Des veuves musulmanes de Bosnie-Herzégovine, désireuses de retourner dans leur village après les violences des années 1990, vont trouver les veuves orthodoxes de leur commune et leur proposent de travailler avec elles à la culture de framboises et à la production de confitures qui sont exportées dans toute l’Europe ; c’est le début de la paix et de la vie à Bratunac.
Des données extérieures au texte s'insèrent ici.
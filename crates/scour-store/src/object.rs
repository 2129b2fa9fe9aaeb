//! Objects stored on a key-value drive.
//!
//! An object version is a head key holding JSON-encoded [`ObjectMetadata`]
//! plus `X-Kinetic-Chunk-Count` chunk keys holding the body. See
//! [`scour_types::keys`] for the layout.

use std::sync::Arc;

use bytes::Bytes;
use md5::{Digest, Md5};
use scour_types::keys::{self, DATA_EXT, TOMBSTONE_EXT};
use scour_types::{
    CHUNK_COUNT, CHUNK_NONCE, DELETED, HeadKey, ObjectMetadata, PolicyIndex, Timestamp,
    X_TIMESTAMP,
};
use tracing::{debug, warn};

use crate::error::StoreError;
use crate::traits::KeyValueStore;

/// Default size of each body chunk written by [`ObjectWriter`].
pub const DEFAULT_CHUNK_SIZE: usize = 1024 * 1024;

/// Page size used when sweeping chunk key ranges.
const RANGE_PAGE: usize = 800;

/// Hash an object name (`/account/container/object`) into its hashpath.
pub fn hash_path(name: &str) -> String {
    hex::encode(Md5::digest(name.as_bytes()))
}

/// An opened, live object version.
pub struct ObjectFile {
    conn: Arc<dyn KeyValueStore>,
    head_key: String,
    head: HeadKey,
    metadata: ObjectMetadata,
}

impl ObjectFile {
    /// Open the object whose head key is `head_key`.
    ///
    /// Returns [`StoreError::NotFound`] if the key is gone or the version is
    /// a tombstone.
    pub async fn open(conn: Arc<dyn KeyValueStore>, head_key: &str) -> Result<Self, StoreError> {
        let head = HeadKey::parse(head_key)?;
        let Some(blob) = conn.get(head_key).await? else {
            return Err(StoreError::NotFound(head_key.to_string()));
        };
        let metadata: ObjectMetadata = serde_json::from_slice(&blob)?;
        if head.is_tombstone() || metadata.is_deleted() {
            return Err(StoreError::NotFound(head_key.to_string()));
        }
        Ok(Self {
            conn,
            head_key: head_key.to_string(),
            head,
            metadata,
        })
    }

    /// The head key this object was opened from.
    pub fn head_key(&self) -> &str {
        &self.head_key
    }

    /// Stored metadata.
    pub fn metadata(&self) -> &ObjectMetadata {
        &self.metadata
    }

    /// Start streaming the body from the first chunk.
    pub fn reader(&self) -> Result<ObjectReader<'_>, StoreError> {
        let chunk_count = self
            .metadata
            .chunk_count()
            .map_err(|source| StoreError::Metadata {
                key: self.head_key.clone(),
                source,
            })?;
        Ok(ObjectReader {
            file: self,
            next_index: 1,
            chunk_count,
            missing_run: 0,
        })
    }

    /// Move the head key and every chunk key of this version out of the
    /// serving namespace, under `quarantine.<now>.`.
    ///
    /// Returns the number of keys moved. After this, [`ObjectFile::open`] on
    /// the same head key reports not found.
    pub async fn quarantine(&self) -> Result<usize, StoreError> {
        let stamp = Timestamp::now();
        let mut moved = 0usize;

        if self
            .conn
            .rename(&self.head_key, &keys::quarantine_key(stamp, &self.head_key))
            .await?
        {
            moved += 1;
        }

        // Sweep the chunk range rather than trusting the recorded count, so
        // stray chunks of a corrupt object go too.
        let (start, end) =
            keys::key_range_markers(&format!("chunks.{}.{}", self.head.hashpath, self.head.nonce));
        let mut cursor = start;
        let mut inclusive = true;
        loop {
            let page = self
                .conn
                .get_key_range(&cursor, &end, inclusive, RANGE_PAGE)
                .await?;
            for key in &page {
                if self.conn.rename(key, &keys::quarantine_key(stamp, key)).await? {
                    moved += 1;
                }
            }
            match page.last() {
                Some(last) if page.len() == RANGE_PAGE => {
                    cursor = last.clone();
                    inclusive = false;
                }
                _ => break,
            }
        }

        warn!(head_key = %self.head_key, moved, "object quarantined");
        Ok(moved)
    }
}

/// Consecutive missing chunk keys after which the body is treated as ended.
pub const MAX_MISSING_CHUNK_RUN: u64 = 1024;

/// Streams an object body chunk by chunk.
pub struct ObjectReader<'a> {
    file: &'a ObjectFile,
    next_index: u64,
    chunk_count: u64,
    missing_run: u64,
}

impl ObjectReader<'_> {
    /// Read the next chunk, or `None` once the body is exhausted.
    ///
    /// A chunk key missing from the drive reads as an empty chunk, so the
    /// body comes up short instead of the read failing outright. After
    /// [`MAX_MISSING_CHUNK_RUN`] missing keys in a row the body ends, which
    /// bounds the read when `X-Kinetic-Chunk-Count` is corrupt.
    pub async fn next_chunk(&mut self) -> Result<Option<Bytes>, StoreError> {
        if self.next_index > self.chunk_count || self.missing_run >= MAX_MISSING_CHUNK_RUN {
            return Ok(None);
        }
        let key = self.file.head.chunk_key(self.next_index);
        self.next_index += 1;
        match self.file.conn.get(&key).await? {
            Some(chunk) => {
                self.missing_run = 0;
                Ok(Some(chunk))
            }
            None => {
                self.missing_run += 1;
                if self.missing_run == MAX_MISSING_CHUNK_RUN {
                    warn!(
                        head_key = %self.file.head_key,
                        missing = self.missing_run,
                        "too many missing chunk keys, ending body"
                    );
                } else {
                    debug!(key, "chunk key missing");
                }
                Ok(Some(Bytes::new()))
            }
        }
    }
}

/// Writes a new object version: body chunks first, head key last.
pub struct ObjectWriter {
    conn: Arc<dyn KeyValueStore>,
    policy: PolicyIndex,
    hashpath: String,
    nonce: String,
    chunk_size: usize,
    buffer: Vec<u8>,
    chunks_written: u64,
}

impl ObjectWriter {
    /// Start writing an object with the given hashpath.
    pub fn new(conn: Arc<dyn KeyValueStore>, policy: PolicyIndex, hashpath: impl Into<String>) -> Self {
        Self {
            conn,
            policy,
            hashpath: hashpath.into(),
            nonce: uuid::Uuid::new_v4().to_string(),
            chunk_size: DEFAULT_CHUNK_SIZE,
            buffer: Vec::new(),
            chunks_written: 0,
        }
    }

    /// Override the chunk size.
    pub fn chunk_size(mut self, chunk_size: usize) -> Self {
        self.chunk_size = chunk_size.max(1);
        self
    }

    /// Append body data, flushing whole chunks to the drive.
    pub async fn write(&mut self, data: &[u8]) -> Result<(), StoreError> {
        self.buffer.extend_from_slice(data);
        while self.buffer.len() >= self.chunk_size {
            let rest = self.buffer.split_off(self.chunk_size);
            let chunk = std::mem::replace(&mut self.buffer, rest);
            self.flush_chunk(chunk).await?;
        }
        Ok(())
    }

    /// Flush the tail chunk and write the head key.
    ///
    /// Chunk bookkeeping headers and `X-Timestamp` are filled in; the caller
    /// supplies `Content-Length`, `ETag` and anything else. Returns the head
    /// key.
    pub async fn commit(
        mut self,
        mut metadata: ObjectMetadata,
        timestamp: Timestamp,
    ) -> Result<String, StoreError> {
        if !self.buffer.is_empty() {
            let chunk = std::mem::take(&mut self.buffer);
            self.flush_chunk(chunk).await?;
        }
        metadata.insert(CHUNK_COUNT, self.chunks_written.to_string());
        metadata.insert(CHUNK_NONCE, self.nonce.clone());
        metadata.insert(X_TIMESTAMP, timestamp.to_string());

        let head_key = keys::object_key(self.policy, &self.hashpath, timestamp, DATA_EXT, &self.nonce);
        let blob = serde_json::to_vec(&metadata)?;
        self.conn.put(&head_key, Bytes::from(blob)).await?;
        debug!(head_key, chunks = self.chunks_written, "object committed");
        Ok(head_key)
    }

    async fn flush_chunk(&mut self, chunk: Vec<u8>) -> Result<(), StoreError> {
        self.chunks_written += 1;
        let key = keys::chunk_key(&self.hashpath, &self.nonce, self.chunks_written);
        self.conn.put(&key, Bytes::from(chunk)).await
    }
}

/// Delete an object: write a tombstone head key and remove every older
/// version of the same hashpath along with its chunks.
///
/// Returns the tombstone's head key.
pub async fn write_tombstone(
    conn: &Arc<dyn KeyValueStore>,
    policy: PolicyIndex,
    hashpath: &str,
    timestamp: Timestamp,
) -> Result<String, StoreError> {
    let nonce = uuid::Uuid::new_v4().to_string();
    let ts_key = keys::object_key(policy, hashpath, timestamp, TOMBSTONE_EXT, &nonce);

    let mut metadata = ObjectMetadata::new();
    metadata.insert(X_TIMESTAMP, timestamp.to_string());
    metadata.insert(DELETED, "true");
    conn.put(&ts_key, Bytes::from(serde_json::to_vec(&metadata)?))
        .await?;

    let (start, end) = keys::key_range_markers(&format!("{}.{hashpath}", keys::objects_dir(policy)));
    let older = conn.get_key_range(&start, &end, true, usize::MAX).await?;
    for head_key in older.into_iter().filter(|k| *k != ts_key) {
        let head = HeadKey::parse(&head_key)?;
        let (chunk_start, chunk_end) =
            keys::key_range_markers(&format!("chunks.{hashpath}.{}", head.nonce));
        for chunk in conn
            .get_key_range(&chunk_start, &chunk_end, true, usize::MAX)
            .await?
        {
            conn.delete(&chunk).await?;
        }
        conn.delete(&head_key).await?;
    }

    debug!(ts_key, "tombstone written");
    Ok(ts_key)
}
Dans le sud de l’Inde, les Adi Andhras, une sous-caste des dalits[5], ont pour tâche l’assainissement et le nettoyage des déchets que laissent les hommes dans les rues, les bâtiments publics et les habitations privées. En 1984, le collège des Jésuites de Chennai, offre à quelques adolescents de cette communauté de suivre gratuitement un enseignement secondaire et incite leurs parents à s’organiser. Les parents créent Janodayam, au sein d’une association peu active et avec le concours des jeunes formés conduisent des grèves et font appel aux tribunaux pour que les éboueurs obtiennent le salaire auquel ils ont légalement droit et des équipements au lieu de devoir déboucher les égouts à mains nues. Justice leur est faite et ils retrouvent une dignité ; il existe aujourd’hui à Chennai un “Janodayam Centre for Social Education”.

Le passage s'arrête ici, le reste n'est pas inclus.